Carnac (; , ) is a commune beside the Gulf of Morbihan on the south coast of Brittany in the Morbihan department in north-western France.

Its inhabitants are called Carnacois in French. Carnac is renowned for the Carnac stones – one of the most extensive Neolithic menhir collections in the world – as well as its beaches, which are popular with tourists.

Located on a narrow peninsula halfway between the medieval town Vannes and the seaside resort Quiberon, Carnac is split into two centres: Carnac-Ville and Carnac-Plage (the beachfront). In total there are five beaches, including la Grande Plage, and further to the east, Plage Men Dû and Beaumer.

Map

Standing stones

Carnac is famous as the site of more than 10,000 Neolithic standing stones, also known as menhirs. The stones were hewn from local rock and erected by the pre-Celtic people of Brittany. Local tradition claims that the reason they stand in such perfectly straight lines is that they are a Roman legion turned to stone by Pope Cornelius.
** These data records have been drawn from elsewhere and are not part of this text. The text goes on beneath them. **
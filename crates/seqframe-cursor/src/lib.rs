//! seqframe Cursor - monotonic time cursors and synchronization
//!
//! This crate implements the cursor layer:
//! - The Synchronizable protocol (peek next time, move to time)
//! - Sequence cursors with per-step sweep buffers
//! - Frame cursors merging any number of sequences by time
//! - Merge strategy configuration

pub mod sync;
pub mod cursor;
pub mod frame_cursor;

pub use sync::*;
pub use cursor::*;
pub use frame_cursor::*;
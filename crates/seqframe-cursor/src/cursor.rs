//! Sequence cursor - a forward-only position over one sequence

use seqframe_core::{SharedSequence, SyncError, SyncResult, Time, TimedValue};

use crate::{check_advance, SeqSource, Synchronizable};

/// Cursor over a single sequence
/// INVARIANT: current time only moves forward; position never rewinds
pub struct SeqCursor<T, V> {
    /// Sequence being read
    seq: SharedSequence<T, V>,
    /// Index of the first item not yet swept
    pos: usize,
    /// Time of the last move
    current_time: Option<T>,
    /// Item exactly at the current time
    current: Option<TimedValue<T, V>>,
    /// Sweep of the last move, reused across steps
    moved: Vec<TimedValue<T, V>>,
}

impl<T: Time, V: Clone> SeqCursor<T, V> {
    pub fn new(seq: SharedSequence<T, V>) -> Self {
        SeqCursor {
            seq,
            pos: 0,
            current_time: None,
            current: None,
            moved: Vec::new(),
        }
    }

    /// The sequence this cursor reads
    pub fn sequence(&self) -> &SharedSequence<T, V> {
        &self.seq
    }

    /// Number of items swept so far
    pub fn position(&self) -> usize {
        self.pos
    }

    pub fn is_started(&self) -> bool {
        self.current_time.is_some()
    }

    /// True once every committed item has been swept
    pub fn is_exhausted(&self) -> bool {
        self.pos >= self.seq.len()
    }
}

impl<T: Time, V: Clone> Synchronizable<T> for SeqCursor<T, V> {
    fn next_time(&self) -> Option<T> {
        self.seq
            .read()
            .items()
            .get(self.pos)
            .map(|item| item.time().clone())
    }

    fn move_to_time(&mut self, time: T) -> SyncResult<()> {
        check_advance(self.current_time.as_ref(), &time)?;

        self.moved.clear();
        self.current = None;

        let seq = self.seq.read();
        let items = seq.items();
        while let Some(item) = items.get(self.pos) {
            if *item.time() > time {
                break;
            }
            if *item.time() == time {
                // Sequences never hold equal times; the cursor checks anyway
                if self.current.is_some() {
                    return Err(SyncError::duplicate_time(&time));
                }
                self.current = Some(item.clone());
            }
            self.moved.push(item.clone());
            self.pos += 1;
        }
        drop(seq);

        tracing::trace!(time = ?time, moved = self.moved.len(), "seq cursor advanced");
        self.current_time = Some(time);
        Ok(())
    }

    fn current_time(&self) -> SyncResult<&T> {
        self.current_time.as_ref().ok_or(SyncError::CursorNotStarted)
    }
}

impl<T: Time, V: Clone> SeqSource<T, V> for SeqCursor<T, V> {
    fn current_item(&self) -> SyncResult<Option<&TimedValue<T, V>>> {
        if self.current_time.is_none() {
            return Err(SyncError::CursorNotStarted);
        }
        Ok(self.current.as_ref())
    }

    fn moved_items(&self) -> &[TimedValue<T, V>] {
        &self.moved
    }
}

/// Build a cursor straight from a sequence handle
pub trait SeqCursorExt<T, V> {
    fn cursor(&self) -> SeqCursor<T, V>;
}

impl<T: Time, V: Clone> SeqCursorExt<T, V> for SharedSequence<T, V> {
    fn cursor(&self) -> SeqCursor<T, V> {
        SeqCursor::new(self.clone())
    }
}
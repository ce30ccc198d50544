//! Filtered sequence cursor

use seqframe_core::{SyncError, SyncResult, Time, TimedValue};
use seqframe_cursor::{SeqCursor, SeqSource, Synchronizable};

use crate::{Emission, FilterChain, FilterSpec};

/// A sequence source bound to a chain of filters.
///
/// Each advance moves the source, steps every filter in registration order
/// and exposes the single merged emission. Because it is itself a
/// `SeqSource`, filtered cursors stack: a lag over a cumulative sum is a
/// `SeqFilter` wrapping another `SeqFilter`.
pub struct SeqFilter<T, V, S = SeqCursor<T, V>> {
    /// Underlying source
    source: S,
    /// Attached filters
    chain: FilterChain<T, V>,
    /// Time of the last move
    current_time: Option<T>,
    /// Merged output of the last move
    emission: Emission<T, V>,
}

impl<T, V, S> SeqFilter<T, V, S>
where
    T: Time,
    V: Clone,
    S: SeqSource<T, V>,
{
    pub fn new(source: S) -> Self {
        SeqFilter {
            source,
            chain: FilterChain::new(),
            current_time: None,
            emission: Emission::empty(),
        }
    }

    /// Attach a fresh filter built from `spec`
    pub fn add_filter(&mut self, spec: &dyn FilterSpec<T, V>) -> &mut Self {
        self.chain.add(spec);
        self
    }

    /// Builder form of `add_filter`
    pub fn with_filter(mut self, spec: &dyn FilterSpec<T, V>) -> Self {
        self.chain.add(spec);
        self
    }

    pub fn filter_count(&self) -> usize {
        self.chain.len()
    }

    pub fn source(&self) -> &S {
        &self.source
    }

    pub fn into_source(self) -> S {
        self.source
    }

    /// Merged output of the last move
    pub fn emission(&self) -> &Emission<T, V> {
        &self.emission
    }
}

impl<T, V, S> Synchronizable<T> for SeqFilter<T, V, S>
where
    T: Time,
    V: Clone,
    S: SeqSource<T, V>,
{
    fn next_time(&self) -> Option<T> {
        self.source.next_time()
    }

    fn move_to_time(&mut self, time: T) -> SyncResult<()> {
        if self.chain.is_empty() {
            return Err(SyncError::NoFiltersConfigured);
        }

        self.source.move_to_time(time.clone())?;
        // The source has consumed this step, so report it even if the chain fails
        self.current_time = Some(time.clone());
        match self.chain.step(&time, &self.source) {
            Ok(emission) => {
                self.emission = emission;
                Ok(())
            }
            Err(e) => {
                self.emission = Emission::empty();
                Err(e)
            }
        }
    }

    fn current_time(&self) -> SyncResult<&T> {
        self.current_time.as_ref().ok_or(SyncError::CursorNotStarted)
    }
}

impl<T, V, S> SeqSource<T, V> for SeqFilter<T, V, S>
where
    T: Time,
    V: Clone,
    S: SeqSource<T, V>,
{
    fn current_item(&self) -> SyncResult<Option<&TimedValue<T, V>>> {
        if self.current_time.is_none() {
            return Err(SyncError::CursorNotStarted);
        }
        Ok(self.emission.current.as_ref())
    }

    fn moved_items(&self) -> &[TimedValue<T, V>] {
        &self.emission.moved
    }
}
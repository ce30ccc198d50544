//! Stream Generator - seeded random workloads
//!
//! Generates:
//! - Strictly ordered sequences with configurable spacing
//! - Frames of many keys, aligned or not
//! - Two-level cubes
//! - Shuffled batches for staging

use rand::rngs::StdRng;
use rand::seq::SliceRandom;
use rand::{Rng, SeedableRng};

use seqframe_core::{Cube, Frame, Sequence, TimedValue, Timestamp};

/// Spacing model for generated item times
#[derive(Clone, Debug)]
pub struct GapModel {
    /// Smallest gap between consecutive items (microseconds, at least 1)
    pub min_gap_us: i64,
    /// Largest gap between consecutive items (microseconds)
    pub max_gap_us: i64,
    /// Times are rounded up to a multiple of this, so keys collide
    pub grid_us: i64,
}

impl GapModel {
    pub fn new(min_gap_us: i64, max_gap_us: i64, grid_us: i64) -> Self {
        let min_gap_us = min_gap_us.max(1);
        GapModel {
            min_gap_us,
            max_gap_us: max_gap_us.max(min_gap_us),
            grid_us: grid_us.max(1),
        }
    }

    /// Every key ticks on the same 1ms clock
    pub fn regular() -> Self {
        Self::new(1_000, 1_000, 1_000)
    }

    /// Roughly 1ms apart, often colliding across keys
    pub fn jittered() -> Self {
        Self::new(500, 1_500, 250)
    }

    /// Dense bursts with occasional long pauses
    pub fn bursty() -> Self {
        Self::new(1, 5_000, 1)
    }

    /// Far apart and rarely aligned
    pub fn sparse() -> Self {
        Self::new(10_000, 50_000, 1)
    }

    fn next_gap(&self, rng: &mut StdRng) -> i64 {
        let gap = rng.gen_range(self.min_gap_us..=self.max_gap_us);
        // Round up so the gap never collapses to zero
        ((gap + self.grid_us - 1) / self.grid_us) * self.grid_us
    }
}

impl Default for GapModel {
    fn default() -> Self {
        Self::jittered()
    }
}

/// Seeded generator of sequences, frames and cubes.
///
/// Values are a random walk, so filters see realistic drift. The same seed
/// always yields the same workload.
pub struct StreamGenerator {
    model: GapModel,
    start: Timestamp,
    rng: StdRng,
    seed_counter: u64,
}

impl StreamGenerator {
    pub fn new(seed: u64) -> Self {
        Self::with_model(seed, GapModel::default())
    }

    pub fn with_model(seed: u64, model: GapModel) -> Self {
        StreamGenerator {
            model,
            start: Timestamp::EPOCH,
            rng: StdRng::seed_from_u64(seed),
            seed_counter: seed,
        }
    }

    /// First generated time
    pub fn starting_at(mut self, start: Timestamp) -> Self {
        self.start = start;
        self
    }

    pub fn model(&self) -> &GapModel {
        &self.model
    }

    /// `len` strictly increasing items
    pub fn items(&mut self, len: usize) -> Vec<TimedValue<Timestamp, f64>> {
        let mut rng = self.fork();
        let mut t = self.start.as_micros();
        let mut value = 0.0;
        let mut out = Vec::with_capacity(len);

        for _ in 0..len {
            t += self.model.next_gap(&mut rng);
            value += rng.gen_range(-1.0..1.0);
            out.push(TimedValue::new(Timestamp::from_micros(t), value));
        }
        out
    }

    pub fn sequence(&mut self, len: usize) -> Sequence<Timestamp, f64> {
        let mut seq = Sequence::new();
        for item in self.items(len) {
            // Generated times are strictly increasing
            if seq.push(item).is_err() {
                break;
            }
        }
        seq
    }

    /// `keys` sequences named `k0`, `k1`, ... of up to `len` items each
    pub fn frame(&mut self, keys: usize, len: usize) -> Frame<String, Timestamp, f64> {
        let mut frame = Frame::new();
        for k in 0..keys {
            let len = self.rng.gen_range(0..=len);
            for item in self.items(len) {
                let (time, value) = item.into_parts();
                if frame.add(format!("k{}", k), time, value).is_err() {
                    break;
                }
            }
        }
        frame
    }

    /// `outer` x `inner` grid of sequences
    pub fn cube(
        &mut self,
        outer: usize,
        inner: usize,
        len: usize,
    ) -> Cube<String, String, Timestamp, f64> {
        let mut cube = Cube::new();
        for o in 0..outer {
            for i in 0..inner {
                let seq = self.sequence(len);
                if cube.add_seq(format!("o{}", o), format!("i{}", i), seq).is_err() {
                    break;
                }
            }
        }
        cube
    }

    /// `len` items with unique times, in random order
    pub fn shuffled(&mut self, len: usize) -> Vec<TimedValue<Timestamp, f64>> {
        let mut items = self.items(len);
        items.shuffle(&mut self.rng);
        items
    }

    /// Independent stream per call, reproducible from the root seed
    fn fork(&mut self) -> StdRng {
        self.seed_counter = self.seed_counter.wrapping_add(1);
        StdRng::seed_from_u64(self.seed_counter ^ self.rng.gen::<u64>())
    }
}
//! seqframe Test Harness - generated workloads and reference checks
//!
//! This crate provides:
//! - Seeded stream, frame and cube generation
//! - Naive reference merges and filters to check the engine against
//! - Step recording for comparing sources

pub mod generator;
pub mod reference;

pub use generator::*;
pub use reference::*;
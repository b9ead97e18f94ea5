//! Hardware adapter: bridges the drivers to the domain port traits.
//!
//! Owns the range finder and the dispenser and exposes them together as one
//! `RangeFinder + Feeder` handle, so the service can borrow both through a
//! single `&mut` without splitting the hardware.

use crate::app::ports::{Feeder, RangeFinder, Sweep};
use crate::config::FeederConfig;
use crate::error::ActuatorError;
use crate::sensors::DistanceReading;

/// Concrete adapter that combines all hardware behind port traits.
pub struct HardwareAdapter<R, F> {
    range: R,
    feeder: F,
}

impl<R: RangeFinder, F: Feeder> HardwareAdapter<R, F> {
    pub fn new(range: R, feeder: F) -> Self {
        Self { range, feeder }
    }

    pub fn range_finder(&mut self) -> &mut R {
        &mut self.range
    }

    pub fn feeder(&mut self) -> &mut F {
        &mut self.feeder
    }
}

// ── RangeFinder implementation ────────────────────────────────

impl<R: RangeFinder, F: Feeder> RangeFinder for HardwareAdapter<R, F> {
    fn measure(&mut self) -> DistanceReading {
        self.range.measure()
    }
}

// ── Feeder implementation ─────────────────────────────────────

impl<R: RangeFinder, F: Feeder> Feeder for HardwareAdapter<R, F> {
    fn dispense(&mut self) -> Result<(), ActuatorError> {
        self.feeder.dispense()
    }

    fn sweep(&mut self, sweep: Sweep) -> Result<(), ActuatorError> {
        self.feeder.sweep(sweep)
    }

    fn recalibrate(&mut self, config: &FeederConfig) {
        self.feeder.recalibrate(config);
    }

    fn all_stop(&mut self) {
        self.feeder.all_stop();
    }
}
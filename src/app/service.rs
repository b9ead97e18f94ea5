//! Application service: the hexagonal core.
//!
//! [`FeederService`] owns the FSM, its shared context, the classifier and
//! the active colour profile. All I/O flows through port traits injected at
//! call sites, so the whole detection loop runs against mock adapters in
//! tests.
//!
//! ```text
//!  RangeFinder ──▶ ┌────────────────────────┐ ──▶ EventSink
//!  Camera      ──▶ │     FeederService      │
//!  Feeder      ◀── │  FSM · classifier      │
//!  Clock       ──▶ └────────────────────────┘
//! ```

use core::time::Duration;

use heapless::HistoryBuffer;
use log::{info, warn};

use crate::config::FeederConfig;
use crate::error::{ClassifyError, Error};
use crate::fsm::context::{CycleOutcome, FsmContext};
use crate::fsm::states::build_state_table;
use crate::fsm::{Fsm, StateId, Transition};
use crate::vision::{ColorClassifier, ColorProfile};

use super::cancel::CancelToken;
use super::commands::{AppCommand, CalibrationStep, CommandReply};
use super::events::{AppEvent, DispenseEvent, StatusReport, StatusSnapshot};
use super::ports::{Camera, Clock, EventSink, Feeder, RangeFinder, Sweep};

/// Dispense attempts kept for [`StatusSnapshot::recent`].
pub const HISTORY_LEN: usize = 8;

// ───────────────────────────────────────────────────────────────
// FeederService
// ───────────────────────────────────────────────────────────────

pub struct FeederService {
    fsm: Fsm,
    ctx: FsmContext,
    classifier: ColorClassifier,
    profile: ColorProfile,
    /// Set when the configured colour name was unknown.
    profile_fell_back: bool,
    history: HistoryBuffer<DispenseEvent, HISTORY_LEN>,
    /// When the last status report went out.
    last_report: Option<Duration>,
    polls: u64,
}

impl FeederService {
    /// Construct the service from validated configuration.
    ///
    /// Does **not** start the FSM; call [`start`](Self::start) next.
    pub fn new(config: FeederConfig) -> Self {
        let (profile, profile_fell_back) = ColorProfile::resolve(&config.target_color);
        if profile_fell_back {
            warn!(
                "Unknown colour '{}', using '{}'",
                config.target_color,
                profile.color()
            );
        }
        Self {
            fsm: Fsm::new(build_state_table(), StateId::Idle),
            ctx: FsmContext::new(config),
            classifier: ColorClassifier::new(),
            profile,
            profile_fell_back,
            history: HistoryBuffer::new(),
            last_report: None,
            polls: 0,
        }
    }

    // ── Lifecycle ─────────────────────────────────────────────

    pub fn start(&mut self, clock: &impl Clock, sink: &mut impl EventSink) {
        self.fsm.start(&mut self.ctx);
        self.last_report = Some(clock.now());
        if self.profile_fell_back {
            sink.emit(&AppEvent::ProfileFallback {
                requested: self.ctx.config.target_color.clone(),
                used: self.profile.color(),
            });
        }
        sink.emit(&AppEvent::Started {
            state: self.fsm.current_state(),
            color: self.profile.color(),
        });
        info!(
            "FeederService started: target={} threshold={:.1}% distance<{}cm cycle={}s",
            self.profile.color(),
            self.ctx.config.color_match_threshold_pct,
            self.ctx.config.detection_distance_cm,
            self.ctx.config.cycle_secs
        );
    }

    /// Poll until `cancel` fires, then park the dispenser.
    pub fn run<H, C, K, S>(
        &mut self,
        hw: &mut H,
        camera: &mut C,
        clock: &K,
        sink: &mut S,
        cancel: &CancelToken,
    ) where
        H: RangeFinder + Feeder,
        C: Camera,
        K: Clock,
        S: EventSink,
    {
        while !cancel.is_cancelled() {
            self.step(hw, camera, clock, sink, cancel);
            if cancel.is_cancelled() {
                break;
            }
            clock.sleep(self.poll_interval());
        }
        hw.all_stop();
        sink.emit(&AppEvent::Stopped);
        info!("Detection loop stopped after {} polls", self.polls);
    }

    // ── Per-poll orchestration ────────────────────────────────

    /// One pass of the detection loop: measure, gate, and if engaged run
    /// capture → classify → decide → dispense to completion.
    ///
    /// Never fails; every fault is folded into the returned outcome.
    pub fn step<H, C, K, S>(
        &mut self,
        hw: &mut H,
        camera: &mut C,
        clock: &K,
        sink: &mut S,
        cancel: &CancelToken,
    ) -> CycleOutcome
    where
        H: RangeFinder + Feeder,
        C: Camera,
        K: Clock,
        S: EventSink,
    {
        self.polls += 1;
        self.ctx.now = clock.now();
        self.ctx.distance = hw.measure();
        sink.emit(&AppEvent::Distance(self.ctx.distance));

        self.tick(sink);

        while self.fsm.current_state() != StateId::Idle {
            match self.fsm.current_state() {
                StateId::Capturing => {
                    if cancel.is_cancelled() {
                        return self.abandon(sink);
                    }
                    match camera.capture() {
                        Ok(frame) => self.ctx.frame = Some(frame),
                        Err(e) => {
                            self.ctx.capture_error = Some(e);
                            sink.emit(&AppEvent::CaptureFailed(e));
                        }
                    }
                }
                StateId::Classifying => self.classify_pending(sink),
                StateId::Dispensing => {
                    if cancel.is_cancelled() {
                        return self.abandon(sink);
                    }
                    self.ctx.dispense_result = Some(hw.dispense());
                }
                StateId::Idle | StateId::Triggered | StateId::Deciding => {}
            }
            self.tick(sink);
        }

        let outcome = self.ctx.outcome.take().unwrap_or(CycleOutcome::NoReading);
        self.publish(&outcome, sink);
        outcome
    }

    // ── Command handling ──────────────────────────────────────

    /// Process an operator command outside the automatic loop.
    pub fn handle_command<H, C, K, S>(
        &mut self,
        cmd: AppCommand,
        hw: &mut H,
        camera: &mut C,
        clock: &K,
        sink: &mut S,
    ) -> Result<CommandReply, Error>
    where
        H: RangeFinder + Feeder,
        C: Camera,
        K: Clock,
        S: EventSink,
    {
        match cmd {
            AppCommand::DispenseNow => {
                self.ctx.now = clock.now();
                info!("Manual dispense requested");
                let event = match hw.dispense() {
                    Ok(()) => {
                        self.ctx.food.consume(self.ctx.config.food_step_pct);
                        self.ctx.dispense_count = self.ctx.dispense_count.saturating_add(1);
                        DispenseEvent::succeeded(self.ctx.now, None, self.ctx.food.pct())
                    }
                    Err(fault) => {
                        warn!("Manual dispense failed: {}", fault);
                        DispenseEvent::failed(self.ctx.now, None, self.ctx.food.pct(), fault)
                    }
                };
                self.record_dispense(event, sink);
                Ok(CommandReply::Dispensed(event))
            }
            AppCommand::MeasureDistance => {
                let reading = hw.measure();
                self.ctx.distance = reading;
                sink.emit(&AppEvent::Distance(reading));
                Ok(CommandReply::Distance(reading))
            }
            AppCommand::Snapshot => {
                let frame = camera.capture().inspect_err(|e| {
                    sink.emit(&AppEvent::CaptureFailed(*e));
                })?;
                let result = self
                    .classifier
                    .classify(frame, &self.profile)
                    .inspect_err(|e| sink.emit(&AppEvent::ClassifyFailed(*e)))?;
                sink.emit(&AppEvent::Classified {
                    result,
                    threshold_pct: self.ctx.config.color_match_threshold_pct,
                });
                Ok(CommandReply::Classified(result))
            }
            AppCommand::UpdateConfig(config) => {
                config.validate()?;
                let (profile, fell_back) = ColorProfile::resolve(&config.target_color);
                if fell_back {
                    warn!(
                        "Unknown colour '{}', using '{}'",
                        config.target_color,
                        profile.color()
                    );
                    sink.emit(&AppEvent::ProfileFallback {
                        requested: config.target_color.clone(),
                        used: profile.color(),
                    });
                }
                hw.recalibrate(&config);
                camera.reconfigure(&config);
                self.profile = profile;
                self.profile_fell_back = fell_back;
                self.ctx.config = config;
                info!("Configuration updated at runtime");
                Ok(CommandReply::ConfigApplied)
            }
            AppCommand::Calibrate(step) => {
                let sweep = match step {
                    CalibrationStep::Open => Some(Sweep::Open),
                    CalibrationStep::Close => Some(Sweep::Close),
                    CalibrationStep::Stop => None,
                };
                match sweep {
                    Some(sweep) => hw
                        .sweep(sweep)
                        .inspect_err(|e| warn!("Calibration sweep failed: {}", e))?,
                    None => hw.all_stop(),
                }
                sink.emit(&AppEvent::Calibrated(step));
                Ok(CommandReply::Calibrated(step))
            }
        }
    }

    // ── Queries ───────────────────────────────────────────────

    pub fn state(&self) -> StateId {
        self.fsm.current_state()
    }

    pub fn profile(&self) -> &ColorProfile {
        &self.profile
    }

    pub fn config(&self) -> &FeederConfig {
        &self.ctx.config
    }

    pub fn food_level_pct(&self) -> f32 {
        self.ctx.food.pct()
    }

    pub fn dispense_count(&self) -> u32 {
        self.ctx.dispense_count
    }

    pub fn last_trigger(&self) -> Option<Duration> {
        self.ctx.cooldown.last_trigger()
    }

    /// Cooldown left as of the most recent poll.
    pub fn cooldown_remaining(&self) -> Option<Duration> {
        self.ctx.cooldown_remaining()
    }

    /// Polls executed since construction.
    pub fn polls(&self) -> u64 {
        self.polls
    }

    pub fn snapshot(&self) -> StatusSnapshot {
        StatusSnapshot {
            state: self.fsm.current_state(),
            color: self.profile.color(),
            last_distance: self.ctx.distance,
            cooldown_remaining: self.cooldown_remaining(),
            food_level_pct: self.ctx.food.pct(),
            dispense_count: self.ctx.dispense_count,
            recent: self.history.oldest_ordered().copied().collect(),
        }
    }

    // ── Internal ──────────────────────────────────────────────

    fn poll_interval(&self) -> Duration {
        Duration::from_millis(u64::from(self.ctx.config.poll_interval_ms))
    }

    /// Tick the FSM once, emitting a state change if it moved.
    fn tick(&mut self, sink: &mut impl EventSink) {
        if let Some(Transition { from, to }) = self.fsm.tick(&mut self.ctx) {
            sink.emit(&AppEvent::StateChanged { from, to });
        }
    }

    fn classify_pending(&mut self, sink: &mut impl EventSink) {
        let Some(frame) = self.ctx.frame.take() else {
            self.ctx.classify_error = Some(ClassifyError::EmptyFrame);
            return;
        };
        match self.classifier.classify(frame, &self.profile) {
            Ok(result) => {
                self.ctx.classification = Some(result);
                sink.emit(&AppEvent::Classified {
                    result,
                    threshold_pct: self.ctx.config.color_match_threshold_pct,
                });
            }
            Err(e) => {
                self.ctx.classify_error = Some(e);
                sink.emit(&AppEvent::ClassifyFailed(e));
            }
        }
    }

    /// Drop the in-flight cycle and return to Idle.
    fn abandon(&mut self, sink: &mut impl EventSink) -> CycleOutcome {
        info!(
            "Cancellation requested, abandoning cycle in {}",
            self.fsm.current_state().name()
        );
        let moved = self.fsm.force_transition(StateId::Idle, &mut self.ctx);
        self.ctx.clear_cycle();
        if let Some(Transition { from, to }) = moved {
            sink.emit(&AppEvent::StateChanged { from, to });
        }
        CycleOutcome::Cancelled
    }

    fn publish(&mut self, outcome: &CycleOutcome, sink: &mut impl EventSink) {
        match outcome {
            CycleOutcome::CoolingDown { remaining } => {
                sink.emit(&AppEvent::CoolingDown {
                    remaining: *remaining,
                });
            }
            CycleOutcome::Dispensed(event) | CycleOutcome::DispenseFailed(event) => {
                self.record_dispense(*event, sink);
                return;
            }
            _ => {}
        }
        self.heartbeat(sink);
    }

    fn record_dispense(&mut self, event: DispenseEvent, sink: &mut impl EventSink) {
        if event.success && self.ctx.food.is_empty() {
            warn!("Food estimate at 0%, hopper needs a refill");
        }
        self.history.write(event);
        sink.emit(&AppEvent::Dispensed(event));
        self.report(event.success, sink);
    }

    fn heartbeat(&mut self, sink: &mut impl EventSink) {
        let interval = self.ctx.config.report_interval_secs;
        if interval == 0 {
            return;
        }
        let due = self.last_report.is_none_or(|last| {
            self.ctx.now.saturating_sub(last) >= Duration::from_secs(u64::from(interval))
        });
        if due {
            self.report(false, sink);
        }
    }

    fn report(&mut self, fed: bool, sink: &mut impl EventSink) {
        let report = StatusReport::new(self.ctx.food.pct(), fed, self.cooldown_remaining());
        sink.emit(&AppEvent::Report(report));
        self.last_report = Some(self.ctx.now);
    }
}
The Carnac stones were erected during the Neolithic period which lasted from around 4500 BC until 2000 BC. The precise date of the stones is difficult to ascertain as little dateable material has been found beneath them, but the site's main phase of activity is commonly attributed to c. 3300 BC. One interpretation of the site is that successive generations visited the site to erect a stone in honour of their ancestors. A recent suggestion, proposed by Santiago Sevilla, posits that the megaliths were set as protecting shields for an army of defenders of Carnac as a pre-erected burg against attacking enemies.

History
In 1864, La Trinité-sur-Mer and its port were separated from the commune to create their own commune and parish. The fishermen found the church in Saint-Cornély to be too far from the port, and had one built in a more convenient location. La Trinité-sur-Mer thus became both a parish and a separate commune. 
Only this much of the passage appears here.